Первый министр положил перед собой послание и, закрыв лицо руками, несколько минут сидел в глубоком бездумии, незаметно массажируя пальцами лоб и похолодевшие виски. Нужно было иметь неистребимое мужество, чтобы после всех тех стенаний, которые он выслушал во время аудиенции у королевы-регентши, спокойно воспринять еще и это «богоугодное» послание. Как будто Джамбатисто Памфилию[6] неизвестно, что не он, кардинал Мазарини, затеял эту дурацкую войну. Будто ему неизвестно, что ни ход ее, ни тем более прекращение – совершенно не зависят от того, желает ли первый министр Франции продолжить войну или не желает? Вот именно, теперь уже не зависят.

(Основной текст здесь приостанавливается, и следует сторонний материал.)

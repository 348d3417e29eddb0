//! Log output for the console.
//!
//! Stdout carries the console itself, so every format writes to stderr.

use tracing_subscriber::{
    fmt, layer::SubscriberExt, util::SubscriberInitExt, util::TryInitError, EnvFilter,
};

use crate::config::LoggingConfig;

/// `RUST_LOG` when set, otherwise the configured level.
fn build_filter(config: &LoggingConfig) -> EnvFilter {
    EnvFilter::try_from_default_env().unwrap_or_else(|_| EnvFilter::new(&config.level))
}

/// Installs the global subscriber. Fails if one is already installed.
pub fn init_logging(config: &LoggingConfig) -> Result<(), TryInitError> {
    let registry = tracing_subscriber::registry().with(build_filter(config));

    match config.format.as_str() {
        "json" => registry
            .with(
                fmt::layer()
                    .json()
                    .with_writer(std::io::stderr)
                    .with_current_span(true)
                    .with_target(true),
            )
            .try_init(),
        "compact" => registry
            .with(
                fmt::layer()
                    .compact()
                    .with_writer(std::io::stderr)
                    .with_target(false),
            )
            .try_init(),
        _ => registry
            .with(
                fmt::layer()
                    .pretty()
                    .with_writer(std::io::stderr)
                    .with_target(true),
            )
            .try_init(),
    }
}

#[cfg(test)]
mod tests {
    use super::*;

    #[test]
    fn test_second_init_fails() {
        let config = LoggingConfig {
            level: "debug".to_string(),
            format: "compact".to_string(),
        };
        // Another test may have installed a subscriber first.
        let _ = init_logging(&config);
        assert!(init_logging(&config).is_err());
    }
}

Словно он не ведает, что по всей Франции уже вспыхивают бунты[7], которые все преступнее начинают использовать в своих целях военные сановники и значительная часть близкой ко двору аристократии, пытаясь вместе с правительством Мазарини отдалить от трона Анну Австрийскую и ее младовозрастного сына.
А если ему все это до сих пор неизвестно, то какого дьявола он суется со своими слюнявыми буллами?! Что не позволяет ему изучить ситуацию, сложившуюся в той стране, в дела которой этот самозваный «миротворец» пытается столь грубо и неумело вмешиваться?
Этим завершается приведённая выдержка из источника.